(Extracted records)
--
//! File-backed thesaurus.
//!
//! A lexicon is a TOML document with one table per language.  Each key is a
//! headword and its value the list of words sharing its meaning:
//!
//! ```toml
//! [por]
//! documento = ["arquivo", "planilha", "relato"]
//! agendar = ["marcar", "programar", "reservar"]
//! ```
//!
//! Every entry forms a synonym group, so lookups work in both directions.

use std::collections::{BTreeMap, BTreeSet};
use std::path::{Path, PathBuf};

use tracing::{info, warn};

use agendabot_intent::{StaticSynonyms, SynonymSource};

use crate::error::{AdapterError, Result};

type LexiconFile = BTreeMap<String, BTreeMap<String, Vec<String>>>;

/// Synonyms loaded from a lexicon file.
#[derive(Debug, Clone, Default)]
pub struct LexiconSynonyms {
    path: Option<PathBuf>,
    table: StaticSynonyms,
    entries: usize,
}

impl LexiconSynonyms {
    /// Parse a lexicon from TOML text.
    pub fn from_toml_str(text: &str) -> Result<Self> {
        Self::parse(text, None)
    }

    /// Load a lexicon file.
    pub fn load(path: impl AsRef<Path>) -> Result<Self> {
        let path = path.as_ref();
        let text = std::fs::read_to_string(path)?;
        let lexicon = Self::parse(&text, Some(path))?;
        info!(path = %path.display(), entries = lexicon.entries, "lexicon loaded");
        Ok(lexicon)
    }

    /// Load a lexicon file, falling back to an empty lexicon when it is
    /// missing or malformed.
    pub fn load_or_empty(path: impl AsRef<Path>) -> Self {
        let path = path.as_ref();
        match Self::load(path) {
            Ok(lexicon) => lexicon,
            Err(e) => {
                warn!(
                    path = %path.display(),
                    error = %e,
                    "lexicon unavailable, matching without synonyms"
                );
                Self::default()
            }
        }
    }

    fn parse(text: &str, path: Option<&Path>) -> Result<Self> {
        let file: LexiconFile = toml::from_str(text).map_err(|e| AdapterError::Lexicon {
            path: path.map_or_else(|| "<inline>".to_string(), |p| p.display().to_string()),
            reason: e.to_string(),
        })?;

        let mut table = StaticSynonyms::new();
        let mut entries = 0;
        for (language, headwords) in &file {
            for (headword, synonyms) in headwords {
                table.add_group(
                    language,
                    std::iter::once(headword.as_str()).chain(synonyms.iter().map(String::as_str)),
                );
                entries += 1;
            }
        }

        Ok(Self {
            path: path.map(Path::to_path_buf),
            table,
            entries,
        })
    }

    /// The file this lexicon came from, if any.
    pub fn path(&self) -> Option<&Path> {
        self.path.as_deref()
    }

    /// Number of entries read from the source.
    pub fn entries(&self) -> usize {
        self.entries
    }
}

impl SynonymSource for LexiconSynonyms {
    fn synonyms(&self, word: &str, language: &str) -> agendabot_intent::Result<BTreeSet<String>> {
        self.table.synonyms(word, language)
    }
}

// ---------------------------------------------------------------------------
// Tests
// ---------------------------------------------------------------------------
//! Field validators.
//!
//! Pure, total functions: malformed input yields `false` / `None`, never a
//! panic.  Producing the rejection message is the caller's job.
//!
//! Accepted weekday names (case-insensitive, accents optional):
//! `segunda`..`sexta` with or without the `-feira` suffix, `sábado`,
//! `domingo`.  Accepted month names: `janeiro`..`dezembro`, `março` also as
//! `marco`.

use std::sync::LazyLock;

use chrono::{Datelike, Month, NaiveDate, NaiveTime, Weekday};
use regex::Regex;

/// Day-month-year, eight digits, no separators (e.g. `01012024`).
const DATE_FORMAT: &str = "%d%m%Y";

/// Hour-minute, four digits (e.g. `1430`).
const TIME_FORMAT: &str = "%H%M";

/// `word(, word)*` where words may carry hyphens (`segunda-feira`).
static COMMA_LIST: LazyLock<Regex> = LazyLock::new(|| {
    Regex::new(r"^[\w-]+(?:, [\w-]+)*$").expect("comma list pattern is valid")
});

// ---------------------------------------------------------------------------
// Dates and times
// ---------------------------------------------------------------------------

fn all_digits(s: &str, len: usize) -> bool {
    s.len() == len && s.bytes().all(|b| b.is_ascii_digit())
}

/// Parse a `ddmmaaaa` date that exists on the calendar.
///
/// Years start at 1; `0000` is not a year.
pub fn parse_date(s: &str) -> Option<NaiveDate> {
    if !all_digits(s, 8) {
        return None;
    }
    NaiveDate::parse_from_str(s, DATE_FORMAT)
        .ok()
        .filter(|date| date.year() >= 1)
}

/// Whether `s` is an eight-digit day-month-year calendar date.
pub fn validate_date(s: &str) -> bool {
    parse_date(s).is_some()
}

/// Parse a `hhmm` wall-clock time.
pub fn parse_time(s: &str) -> Option<NaiveTime> {
    if !all_digits(s, 4) {
        return None;
    }
    NaiveTime::parse_from_str(s, TIME_FORMAT).ok()
}

/// Whether `s` is a four-digit hour-minute time.
pub fn validate_time(s: &str) -> bool {
    parse_time(s).is_some()
}

// ---------------------------------------------------------------------------
// Lists
// ---------------------------------------------------------------------------

/// Whether `s` has the shape `word(, word)*`.
pub fn is_comma_list(s: &str) -> bool {
    COMMA_LIST.is_match(s)
}

fn parse_list<T>(s: &str, item: impl Fn(&str) -> Option<T>) -> Option<Vec<T>> {
    if !is_comma_list(s) {
        return None;
    }
    s.split(", ").map(item).collect()
}

/// Parse a comma-space separated list of weekday names.
pub fn parse_weekday_list(s: &str) -> Option<Vec<Weekday>> {
    parse_list(s, weekday_from_name)
}

/// Whether `s` is a comma-space separated list of known weekday names.
pub fn validate_weekday_list(s: &str) -> bool {
    parse_weekday_list(s).is_some()
}

/// Parse a comma-space separated list of month names.
pub fn parse_month_list(s: &str) -> Option<Vec<Month>> {
    parse_list(s, month_from_name)
}

/// Parse a comma-space separated list of days of the month (1 to 31).
pub fn parse_days_of_month(s: &str) -> Option<Vec<u8>> {
    parse_list(s, |token| {
        if token.is_empty() || !token.bytes().all(|b| b.is_ascii_digit()) {
            return None;
        }
        token.parse::<u8>().ok().filter(|d| (1..=31).contains(d))
    })
}

// ---------------------------------------------------------------------------
// Vocabulary
// ---------------------------------------------------------------------------

/// Look up a Portuguese weekday name.
pub fn weekday_from_name(name: &str) -> Option<Weekday> {
    let name = name.to_lowercase();
    let (stem, feira) = match name.strip_suffix("-feira") {
        Some(stem) => (stem, true),
        None => (name.as_str(), false),
    };
    let day = match stem {
        "segunda" => Weekday::Mon,
        "terça" | "terca" => Weekday::Tue,
        "quarta" => Weekday::Wed,
        "quinta" => Weekday::Thu,
        "sexta" => Weekday::Fri,
        "sábado" | "sabado" if !feira => Weekday::Sat,
        "domingo" if !feira => Weekday::Sun,
        _ => return None,
    };
    Some(day)
}

/// Canonical Portuguese name of a weekday.
pub fn weekday_name(day: Weekday) -> &'static str {
    match day {
        Weekday::Mon => "segunda-feira",
        Weekday::Tue => "terça-feira",
        Weekday::Wed => "quarta-feira",
        Weekday::Thu => "quinta-feira",
        Weekday::Fri => "sexta-feira",
        Weekday::Sat => "sábado",
        Weekday::Sun => "domingo",
    }
}

/// Look up a Portuguese month name.
pub fn month_from_name(name: &str) -> Option<Month> {
    let month = match name.to_lowercase().as_str() {
        "janeiro" => Month::January,
        "fevereiro" => Month::February,
        "março" | "marco" => Month::March,
        "abril" => Month::April,
        "maio" => Month::May,
        "junho" => Month::June,
        "julho" => Month::July,
        "agosto" => Month::August,
        "setembro" => Month::September,
        "outubro" => Month::October,
        "novembro" => Month::November,
        "dezembro" => Month::December,
        _ => return None,
    };
    Some(month)
}

/// Canonical Portuguese name of a month.
pub fn month_name(month: Month) -> &'static str {
    match month {
        Month::January => "janeiro",
        Month::February => "fevereiro",
        Month::March => "março",
        Month::April => "abril",
        Month::May => "maio",
        Month::June => "junho",
        Month::July => "julho",
        Month::August => "agosto",
        Month::September => "setembro",
        Month::October => "outubro",
        Month::November => "novembro",
        Month::December => "dezembro",
    }
}

// ---------------------------------------------------------------------------
// Tests
// ---------------------------------------------------------------------------
//! End-to-end conversation tests for the agendabot-dialogue crate.
//!
//! These drive a [`Session`] turn by turn with a recording submitter, the
//! way the REPL does, and check both the bot's replies and what reached the
//! scheduling service.

use std::sync::{Arc, Mutex};

use async_trait::async_trait;
use serde_json::json;

use agendabot_dialogue::{
    Collection, DialogueError, DialogueState, FrequencyDetails, IntervalHours, Reply,
    ScheduleRequest, ScheduleSubmitter, Session, SubmissionResult,
};
use agendabot_intent::{Intent, IntentClassifier, LexicalMatcher, NoSynonyms};

// ── helpers ──────────────────────────────────────────────────────────────────

#[derive(Default)]
struct RecordingSubmitter {
    calls: Mutex<Vec<ScheduleRequest>>,
    fail_with: Option<String>,
}

impl RecordingSubmitter {
    fn failing(reason: &str) -> Self {
        Self {
            calls: Mutex::new(Vec::new()),
            fail_with: Some(reason.to_string()),
        }
    }

    fn calls(&self) -> Vec<ScheduleRequest> {
        self.calls.lock().unwrap().clone()
    }
}

#[async_trait]
impl ScheduleSubmitter for RecordingSubmitter {
    async fn submit(&self, request: &ScheduleRequest) -> SubmissionResult {
        self.calls.lock().unwrap().push(request.clone());
        match &self.fail_with {
            Some(reason) => SubmissionResult::Failed(reason.clone()),
            None => SubmissionResult::Accepted(json!({"status": "scheduled"})),
        }
    }
}

fn session(submitter: Arc<RecordingSubmitter>) -> Session<NoSynonyms, Arc<RecordingSubmitter>> {
    Session::new(IntentClassifier::new(LexicalMatcher::new(NoSynonyms)), submitter)
}

async fn say(session: &mut Session<NoSynonyms, Arc<RecordingSubmitter>>, text: &str) -> String {
    session.handle(text).await.unwrap().text().to_string()
}

// ── scenarios ────────────────────────────────────────────────────────────────

#[tokio::test]
async fn scheduling_request_enters_collection() {
    let submitter = Arc::new(RecordingSubmitter::default());
    let mut s = session(submitter.clone());

    let reply = say(&mut s, "Quero agendar um relatório").await;
    assert_eq!(reply, Intent::Scheduling.reply());
    assert_eq!(s.state(), &DialogueState::CollectingDates(Collection::Kickoff));
    assert!(submitter.calls().is_empty());
}

#[tokio::test]
async fn daily_schedule_is_submitted_once() {
    let submitter = Arc::new(RecordingSubmitter::default());
    let mut s = session(submitter.clone());

    say(&mut s, "quero agendar").await;
    assert!(say(&mut s, "ok").await.contains("data inicial"));
    assert!(say(&mut s, "01012024").await.contains("data final"));
    assert!(say(&mut s, "31122024").await.contains("primeiro relatório"));
    assert!(say(&mut s, "01012024").await.contains("frequência"));
    assert!(say(&mut s, "diária").await.contains("uma ou a cada duas horas"));
    let summary = say(&mut s, "uma").await;

    let calls = submitter.calls();
    assert_eq!(calls.len(), 1);
    assert_eq!(
        calls[0].details,
        FrequencyDetails::Daily {
            interval_hours: IntervalHours::One
        }
    );
    assert!(summary.starts_with("Agendamento definido:"));
    assert!(summary.contains("Detalhes da frequência: uma"));
    assert!(summary.contains(r#"Resposta da API: {"status":"scheduled"}"#));
    assert_eq!(s.state(), &DialogueState::Initial);
}

#[tokio::test]
async fn invalid_daily_interval_aborts_without_submitting() {
    let submitter = Arc::new(RecordingSubmitter::default());
    let mut s = session(submitter.clone());

    for line in ["agendar", "vamos", "01012024", "31122024", "01012024", "diária"] {
        say(&mut s, line).await;
    }
    let reply = say(&mut s, "três").await;

    assert_eq!(
        reply,
        "Para frequência diária, escolha entre a cada uma ou a cada duas horas."
    );
    assert!(submitter.calls().is_empty());
    assert_eq!(s.state(), &DialogueState::Initial);
}

#[tokio::test]
async fn weekly_schedule_round_trip() {
    let submitter = Arc::new(RecordingSubmitter::default());
    let mut s = session(submitter.clone());

    for line in [
        "preciso agendar",
        "certo",
        "01022024",
        "30062024",
        "05022024",
        "SEMANAL",
        "segunda-feira, quarta-feira",
    ] {
        say(&mut s, line).await;
    }
    let summary = say(&mut s, "duas").await;

    assert_eq!(submitter.calls().len(), 1);
    assert!(summary.contains("Frequência: semanal"));
    assert!(summary.contains("dias: segunda-feira, quarta-feira; horas: duas"));
}

#[tokio::test]
async fn submission_failure_is_reported_and_session_continues() {
    let submitter = Arc::new(RecordingSubmitter::failing(
        "Erro ao enviar a requisição: 503 Service Unavailable",
    ));
    let mut s = session(submitter.clone());

    for line in ["agendar", "ok", "01012024", "31122024", "01012024", "diária"] {
        say(&mut s, line).await;
    }
    let summary = say(&mut s, "duas").await;
    assert!(
        summary.ends_with("Resposta da API: Erro ao enviar a requisição: 503 Service Unavailable")
    );
    assert!(!s.is_ended());

    let next = say(&mut s, "ajuda").await;
    assert_eq!(next, Intent::Help.reply());
}

#[tokio::test]
async fn abort_discards_partial_request() {
    let submitter = Arc::new(RecordingSubmitter::default());
    let mut s = session(submitter.clone());

    for line in ["agendar", "ok", "01012024"] {
        say(&mut s, line).await;
    }
    let reply = say(&mut s, "31/12/2024").await;
    assert!(reply.starts_with("Data final inválida"));
    assert_eq!(s.state(), &DialogueState::Initial);

    // A new collection starts from scratch.
    say(&mut s, "agendar").await;
    assert!(say(&mut s, "de novo").await.contains("data inicial"));
}

#[tokio::test]
async fn exit_mid_collection_ends_session() {
    let submitter = Arc::new(RecordingSubmitter::default());
    let mut s = session(submitter.clone());

    for line in ["agendar", "ok", "01012024"] {
        say(&mut s, line).await;
    }
    let reply = s.handle("  EXIT ").await.unwrap();
    assert_eq!(reply, Reply::Farewell("Até mais!".into()));
    assert!(reply.ends_session());
    assert!(s.is_ended());
    assert!(submitter.calls().is_empty());

    let err = s.handle("olá").await.unwrap_err();
    assert!(matches!(err, DialogueError::SessionEnded { session_id } if session_id == s.id()));
}

#[tokio::test]
async fn unknown_utterance_gets_clarification() {
    let mut s = session(Arc::new(RecordingSubmitter::default()));
    let reply = say(&mut s, "qual o sentido da vida").await;
    assert_eq!(reply, Intent::Unknown.reply());
}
--
WHAT THE TASK ASKS:
Copy the lines of the data above exactly as written, beginning with the line containing "on the calendar." and ending with the line containing "pub fn validate_weekday_list(s: &str)", and leave out all other lines.

TASK ANSWER:
/// Parse a `ddmmaaaa` date that exists on the calendar.
///
/// Years start at 1; `0000` is not a year.
pub fn parse_date(s: &str) -> Option<NaiveDate> {
    if !all_digits(s, 8) {
        return None;
    }
    NaiveDate::parse_from_str(s, DATE_FORMAT)
        .ok()
        .filter(|date| date.year() >= 1)
}

/// Whether `s` is an eight-digit day-month-year calendar date.
pub fn validate_date(s: &str) -> bool {
    parse_date(s).is_some()
}

/// Parse a `hhmm` wall-clock time.
pub fn parse_time(s: &str) -> Option<NaiveTime> {
    if !all_digits(s, 4) {
        return None;
    }
    NaiveTime::parse_from_str(s, TIME_FORMAT).ok()
}

/// Whether `s` is a four-digit hour-minute time.
pub fn validate_time(s: &str) -> bool {
    parse_time(s).is_some()
}

// ---------------------------------------------------------------------------
// Lists
// ---------------------------------------------------------------------------

/// Whether `s` has the shape `word(, word)*`.
pub fn is_comma_list(s: &str) -> bool {
    COMMA_LIST.is_match(s)
}

fn parse_list<T>(s: &str, item: impl Fn(&str) -> Option<T>) -> Option<Vec<T>> {
    if !is_comma_list(s) {
        return None;
    }
    s.split(", ").map(item).collect()
}

/// Parse a comma-space separated list of weekday names.
pub fn parse_weekday_list(s: &str) -> Option<Vec<Weekday>> {
    parse_list(s, weekday_from_name)
}

/// Whether `s` is a comma-space separated list of known weekday names.
pub fn validate_weekday_list(s: &str) -> bool {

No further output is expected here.